Cross Region Replica’s ensure high availability in the case of regional outages. Memorystore allows up to 4 cross regional replicas. Similar to the primary cluster, a service connection policy needs to be created in each region a cross-region replica exists.
gcloud network-connectivity service-connection-policies create my-scp-2 \
--network= \
--project= \
--region= \
--service-class=gcp-memorystore-redis \
--subnets=https://www.googleapis.com/compute/v1/projects//regions//subnetworks/gcloud redis clusters create my-cross-region-replica \
--project= \
--region= \
--cross-cluster-replication-role=secondary \
--network=projects//global/networks/ \
--primary-cluster=projects//locations//clusters/
--node-type=redis-highmem-medium \
--shard-count=15
Below is an example of a Memorystore configuration with 1 Primary in us-east1 and 4 cross region replicas. Each replica has it’s own discovery endpoint which you can use to connect via the redis-cli using redis-cli -h
.
Now that we have our destination Memorystore Redis Cluster created and configured with cross-region replicas, we can start looking at the migration plan. For this migration we will be using the bigquery_to_memorystore Dataproc template found here: bigquery_to_memorystore.py. This job can be run either in serverless mode or on a cluster. For this example we will be running this job on a Dataproc cluster.
gcloud dataproc clusters create my-redis-cluster \
--region= \
--properties="dataproc:pip.packages=google-cloud-secret-manager==2.19.0"
README.md: dataproc-templates/python/dataproc_templates/bigquery/README.md at main
Follow this README to create the appropriate environment variables and run the script.

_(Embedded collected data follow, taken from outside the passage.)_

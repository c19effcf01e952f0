//! Versioned prompt families.
//!
//! A family is `(prompt_type, document_type, user_id)`; `version` is
//! monotonic within it and at most one row per family is active. For
//! `series_summarizer` rows the `document_type` column holds the series
//! id as a string, and `performance_metrics` carries the declared
//! `schema_definition`. Family mutations happen under the prompt-family
//! advisory lock; the unique `(type, document_type, version, user_id)`
//! constraint is the backstop.

use serde_json::json;

use crate::db::{now, Database};
use crate::types::PromptKind;

/// Columns selected for a full prompt record.
const PROMPT_COLUMNS: &str = "id, prompt_type, document_type, prompt_text, version, is_active, \
     performance_score, performance_metrics, can_evolve, score_ceiling, regenerates_on_update, \
     user_id, created_at, updated_at";

/// A row from the `prompts` table.
#[derive(Debug, Clone, sqlx::FromRow)]
pub struct PromptRecord {
    /// Auto-increment prompt id.
    pub id: i64,
    /// Prompt kind column.
    pub prompt_type: String,
    /// Family discriminator (document type, or series id as string).
    pub document_type: String,
    /// The instruction text sent to the LLM.
    pub prompt_text: String,
    /// Monotonic version within the family.
    pub version: i64,
    /// Whether this is the family's active row (0/1).
    pub is_active: i64,
    /// Running quality score in [0, 1].
    pub performance_score: Option<f64>,
    /// JSON metrics; holds `documents_processed` and, for series
    /// prompts, `schema_definition`.
    pub performance_metrics: String,
    /// Whether scoring may evolve this prompt (0/1).
    pub can_evolve: i64,
    /// Score at or above which evolution is suppressed.
    pub score_ceiling: Option<f64>,
    /// Whether evolution triggers regeneration of prior documents (0/1).
    pub regenerates_on_update: i64,
    /// Owning user.
    pub user_id: String,
    /// Creation timestamp.
    pub created_at: String,
    /// Last update timestamp.
    pub updated_at: String,
}

impl PromptRecord {
    /// Parsed prompt kind.
    pub fn kind(&self) -> Option<PromptKind> {
        PromptKind::parse(&self.prompt_type)
    }

    /// Whether this row is the family's active version.
    pub fn active(&self) -> bool {
        self.is_active != 0
    }

    /// Whether scoring may evolve this prompt.
    pub fn evolvable(&self) -> bool {
        self.can_evolve != 0
    }

    /// Whether evolution triggers regeneration of prior documents.
    pub fn regenerates(&self) -> bool {
        self.regenerates_on_update != 0
    }

    /// Parsed performance metrics.
    pub fn metrics(&self) -> serde_json::Value {
        serde_json::from_str(&self.performance_metrics).unwrap_or_else(|_| json!({}))
    }

    /// Documents scored against this prompt so far.
    pub fn documents_processed(&self) -> i64 {
        self.metrics()
            .get("documents_processed")
            .and_then(serde_json::Value::as_i64)
            .unwrap_or(0)
    }

    /// Declared extraction schema (series prompts only).
    pub fn schema_definition(&self) -> Option<serde_json::Value> {
        self.metrics().get("schema_definition").cloned()
    }
}

/// Parameters for inserting a prompt row.
#[derive(Debug, Clone)]
pub struct NewPrompt {
    /// Prompt kind.
    pub kind: PromptKind,
    /// Family discriminator (document type, or series id as string).
    pub document_type: String,
    /// The instruction text.
    pub prompt_text: String,
    /// Whether scoring may evolve this prompt.
    pub can_evolve: bool,
    /// Score at or above which evolution is suppressed.
    pub score_ceiling: Option<f64>,
    /// Whether evolution triggers regeneration.
    pub regenerates_on_update: bool,
    /// Initial metrics JSON.
    pub performance_metrics: serde_json::Value,
    /// Owning user.
    pub user_id: String,
}

impl Database {
    /// Fetch one prompt by id.
    ///
    /// # Errors
    ///
    /// Returns an error if the database read fails.
    pub async fn prompt(&self, id: i64) -> anyhow::Result<Option<PromptRecord>> {
        let sql = format!("SELECT {PROMPT_COLUMNS} FROM prompts WHERE id = ?1");
        let row = sqlx::query_as::<_, PromptRecord>(&sql)
            .bind(id)
            .fetch_optional(self.pool())
            .await?;
        Ok(row)
    }

    /// The active prompt for a family, if any.
    ///
    /// # Errors
    ///
    /// Returns an error if the database read fails.
    pub async fn active_prompt(
        &self,
        kind: PromptKind,
        document_type: &str,
        user_id: &str,
    ) -> anyhow::Result<Option<PromptRecord>> {
        let sql = format!(
            "SELECT {PROMPT_COLUMNS} FROM prompts
             WHERE prompt_type = ?1 AND document_type = ?2 AND user_id = ?3 AND is_active = 1
             ORDER BY version DESC
             LIMIT 1"
        );
        let row = sqlx::query_as::<_, PromptRecord>(&sql)
            .bind(kind.as_str())
            .bind(document_type)
            .bind(user_id)
            .fetch_optional(self.pool())
            .await?;
        Ok(row)
    }

    /// Ensure a family has an active prompt, inserting version 1 with the
    /// given parameters when it does not.
    ///
    /// Returns the family's active row either way. `INSERT OR IGNORE` on
    /// `(type, document_type, 1, user)` keeps concurrent seeders from
    /// duplicating version 1.
    ///
    /// # Errors
    ///
    /// Returns an error if the database access fails.
    pub async fn seed_prompt(&self, new: &NewPrompt) -> anyhow::Result<PromptRecord> {
        if let Some(active) = self
            .active_prompt(new.kind, &new.document_type, &new.user_id)
            .await?
        {
            return Ok(active);
        }

        let ts = now();
        sqlx::query(
            "INSERT OR IGNORE INTO prompts
                 (prompt_type, document_type, prompt_text, version, is_active,
                  performance_metrics, can_evolve, score_ceiling, regenerates_on_update,
                  user_id, created_at, updated_at)
             VALUES (?1, ?2, ?3, 1, 1, ?4, ?5, ?6, ?7, ?8, ?9, ?9)",
        )
        .bind(new.kind.as_str())
        .bind(&new.document_type)
        .bind(&new.prompt_text)
        .bind(new.performance_metrics.to_string())
        .bind(i64::from(new.can_evolve))
        .bind(new.score_ceiling)
        .bind(i64::from(new.regenerates_on_update))
        .bind(&new.user_id)
        .bind(&ts)
        .execute(self.pool())
        .await?;

        self.active_prompt(new.kind, &new.document_type, &new.user_id)
            .await?
            .ok_or_else(|| {
                anyhow::anyhow!(
                    "prompt family has no active row after seed: {}/{}",
                    new.kind,
                    new.document_type
                )
            })
    }

    /// Insert the next version of a family and make it the only active
    /// row. Caller must hold the family's advisory lock.
    ///
    /// # Errors
    ///
    /// Returns an error if the database access fails.
    pub async fn insert_prompt_version(&self, new: &NewPrompt) -> anyhow::Result<PromptRecord> {
        let ts = now();

        sqlx::query(
            "UPDATE prompts SET is_active = 0, updated_at = ?4
             WHERE prompt_type = ?1 AND document_type = ?2 AND user_id = ?3 AND is_active = 1",
        )
        .bind(new.kind.as_str())
        .bind(&new.document_type)
        .bind(&new.user_id)
        .bind(&ts)
        .execute(self.pool())
        .await?;

        let next: (i64,) = sqlx::query_as(
            "SELECT COALESCE(MAX(version), 0) + 1 FROM prompts
             WHERE prompt_type = ?1 AND document_type = ?2 AND user_id = ?3",
        )
        .bind(new.kind.as_str())
        .bind(&new.document_type)
        .bind(&new.user_id)
        .fetch_one(self.pool())
        .await?;

        let result = sqlx::query(
            "INSERT INTO prompts
                 (prompt_type, document_type, prompt_text, version, is_active,
                  performance_metrics, can_evolve, score_ceiling, regenerates_on_update,
                  user_id, created_at, updated_at)
             VALUES (?1, ?2, ?3, ?4, 1, ?5, ?6, ?7, ?8, ?9, ?10, ?10)",
        )
        .bind(new.kind.as_str())
        .bind(&new.document_type)
        .bind(&new.prompt_text)
        .bind(next.0)
        .bind(new.performance_metrics.to_string())
        .bind(i64::from(new.can_evolve))
        .bind(new.score_ceiling)
        .bind(i64::from(new.regenerates_on_update))
        .bind(&new.user_id)
        .bind(&ts)
        .execute(self.pool())
        .await?;

        let id = result.last_insert_rowid();
        self.prompt(id)
            .await?
            .ok_or_else(|| anyhow::anyhow!("inserted prompt vanished: {id}"))
    }

    /// Fold one score into the prompt's running performance.
    ///
    /// Running mean over `documents_processed` samples; returns the
    /// updated record.
    ///
    /// # Errors
    ///
    /// Returns an error if the database access fails.
    pub async fn record_prompt_score(
        &self,
        prompt_id: i64,
        score: f64,
    ) -> anyhow::Result<PromptRecord> {
        let Some(prompt) = self.prompt(prompt_id).await? else {
            anyhow::bail!("prompt not found: {prompt_id}");
        };

        let samples = prompt.documents_processed().saturating_add(1);
        let previous = prompt.performance_score.unwrap_or(score);
        let samples_f = u32::try_from(samples.min(i64::from(u32::MAX))).unwrap_or(u32::MAX);
        let running = previous + (score - previous) / f64::from(samples_f);

        let mut metrics = prompt.metrics();
        metrics["documents_processed"] = json!(samples);

        sqlx::query(
            "UPDATE prompts SET performance_score = ?2, performance_metrics = ?3, updated_at = ?4
             WHERE id = ?1",
        )
        .bind(prompt_id)
        .bind(running)
        .bind(metrics.to_string())
        .bind(now())
        .execute(self.pool())
        .await?;

        self.prompt(prompt_id)
            .await?
            .ok_or_else(|| anyhow::anyhow!("prompt vanished while scoring: {prompt_id}"))
    }

    /// Prompts for `view-prompts`: active rows by default, the full
    /// version history with `include_archived`.
    ///
    /// # Errors
    ///
    /// Returns an error if the database read fails.
    pub async fn list_prompts(
        &self,
        kind: Option<PromptKind>,
        include_archived: bool,
        user_id: &str,
    ) -> anyhow::Result<Vec<PromptRecord>> {
        let mut sql = format!("SELECT {PROMPT_COLUMNS} FROM prompts WHERE user_id = ?1");
        if !include_archived {
            sql.push_str(" AND is_active = 1");
        }
        if kind.is_some() {
            sql.push_str(" AND prompt_type = ?2");
        }
        sql.push_str(" ORDER BY prompt_type, document_type, version");

        let mut query = sqlx::query_as::<_, PromptRecord>(&sql).bind(user_id);
        if let Some(k) = kind {
            query = query.bind(k.as_str());
        }
        let rows = query.fetch_all(self.pool()).await?;
        Ok(rows)
    }
}

#[cfg(test)]
mod tests {
    use super::*;

    async fn db() -> Database {
        Database::open_in_memory().await.expect("in-memory db")
    }

    fn classifier_prompt() -> NewPrompt {
        NewPrompt {
            kind: PromptKind::Classifier,
            document_type: String::new(),
            prompt_text: "Classify the document.".to_owned(),
            can_evolve: true,
            score_ceiling: Some(0.95),
            regenerates_on_update: false,
            performance_metrics: json!({}),
            user_id: "local".to_owned(),
        }
    }

    #[tokio::test]
    async fn seed_inserts_once() {
        let db = db().await;
        let first = db.seed_prompt(&classifier_prompt()).await.expect("seed");
        assert_eq!(first.version, 1);
        assert!(first.active());

        let second = db.seed_prompt(&classifier_prompt()).await.expect("seed again");
        assert_eq!(first.id, second.id);
    }

    #[tokio::test]
    async fn version_insert_keeps_one_active_row() {
        let db = db().await;
        db.seed_prompt(&classifier_prompt()).await.expect("seed");

        let mut evolved = classifier_prompt();
        evolved.prompt_text = "Classify the document, naming its issuer.".to_owned();
        let v2 = db.insert_prompt_version(&evolved).await.expect("insert v2");
        assert_eq!(v2.version, 2);
        assert!(v2.active());

        let all = db
            .list_prompts(Some(PromptKind::Classifier), true, "local")
            .await
            .expect("list");
        assert_eq!(all.len(), 2);
        let active: Vec<_> = all.iter().filter(|p| p.active()).collect();
        assert_eq!(active.len(), 1);
        assert_eq!(active[0].version, 2);
    }

    #[tokio::test]
    async fn score_recording_runs_a_mean() {
        let db = db().await;
        let prompt = db.seed_prompt(&classifier_prompt()).await.expect("seed");

        let after_first = db
            .record_prompt_score(prompt.id, 0.8)
            .await
            .expect("score");
        assert_eq!(after_first.documents_processed(), 1);
        assert!((after_first.performance_score.unwrap_or(0.0) - 0.8).abs() < 1e-9);

        let after_second = db
            .record_prompt_score(prompt.id, 0.6)
            .await
            .expect("score");
        assert_eq!(after_second.documents_processed(), 2);
        assert!((after_second.performance_score.unwrap_or(0.0) - 0.7).abs() < 1e-9);
    }

    #[tokio::test]
    async fn series_prompt_carries_schema_definition() {
        let db = db().await;
        let new = NewPrompt {
            kind: PromptKind::SeriesSummarizer,
            document_type: "42".to_owned(),
            prompt_text: "Extract the utility bill fields.".to_owned(),
            can_evolve: true,
            score_ceiling: Some(0.95),
            regenerates_on_update: true,
            performance_metrics: json!({
                "schema_definition": {"total_due": "number", "due_date": "string"}
            }),
            user_id: "local".to_owned(),
        };
        let prompt = db.seed_prompt(&new).await.expect("seed");
        let schema = prompt.schema_definition().expect("schema");
        assert_eq!(schema["total_due"], "number");
        assert!(prompt.regenerates());
    }

    #[tokio::test]
    async fn list_filters_by_kind_and_archival() {
        let db = db().await;
        db.seed_prompt(&classifier_prompt()).await.expect("seed");
        db.seed_prompt(&NewPrompt {
            kind: PromptKind::FileSummarizer,
            document_type: String::new(),
            prompt_text: "Summarize the file.".to_owned(),
            can_evolve: false,
            score_ceiling: None,
            regenerates_on_update: false,
            performance_metrics: json!({}),
            user_id: "local".to_owned(),
        })
        .await
        .expect("seed");
        db.insert_prompt_version(&classifier_prompt())
            .await
            .expect("v2");

        let active_classifiers = db
            .list_prompts(Some(PromptKind::Classifier), false, "local")
            .await
            .expect("list");
        assert_eq!(active_classifiers.len(), 1);
        assert_eq!(active_classifiers[0].version, 2);

        let everything = db.list_prompts(None, true, "local").await.expect("list");
        assert_eq!(everything.len(), 3);
    }
}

Below is the command which can be used to run this job. We have set the time to live (ttl) as 24hours, you can change/remove this setting according to your requirements.
./bin/start.sh \
-- --template=BIGQUERYTOMEMORYSTORE \
--bigquery.memorystore.input.table=bigquery-public-data.stackoverflow.post_history \
--bigquery.memorystore.output.host= \
--bigquery.memorystore.output.port=6379 \
--bigquery.memorystore.output.table=post_history \
--bigquery.memorystore.output.key.column=id \
--bigquery.memorystore.output.model=hash \
--bigquery.memorystore.output.mode=overwrite \
--bigquery.memorystore.output.ttl=86400 \
--bigquery.memorystore.output.dbnum=0
Arguments reference:
Required Arguments:
bigquery.memorystore.input.table
: BigQuery Input table name (format: project.dataset.table)bigquery.memorystore.output.host
: Redis Memorystore hostbigquery.memorystore.output.table
: Redis Memorystore target table namebigquery.memorystore.output.key.column
: Redis Memorystore key column for target table
Optional Arguments
bigquery.memorystore.output.port
: Redis Memorystore port. Defaults to 6379bigquery.memorystore.output.model
: Memorystore persistence model for Dataframe (one of: hash, binary) (Defaults to hash)bigquery.memorystore.output.mode
: Output write mode (one of: append,overwrite,ignore,errorifexists) (Defaults to append)bigquery.memorystore.output.ttl
: Data time to live in seconds. Data doesn’t expire if ttl is less than 1 (Defaults to 0)bigquery.memorystore.output.dbnum
: Database / namespace for logical key separation (Defaults to 0)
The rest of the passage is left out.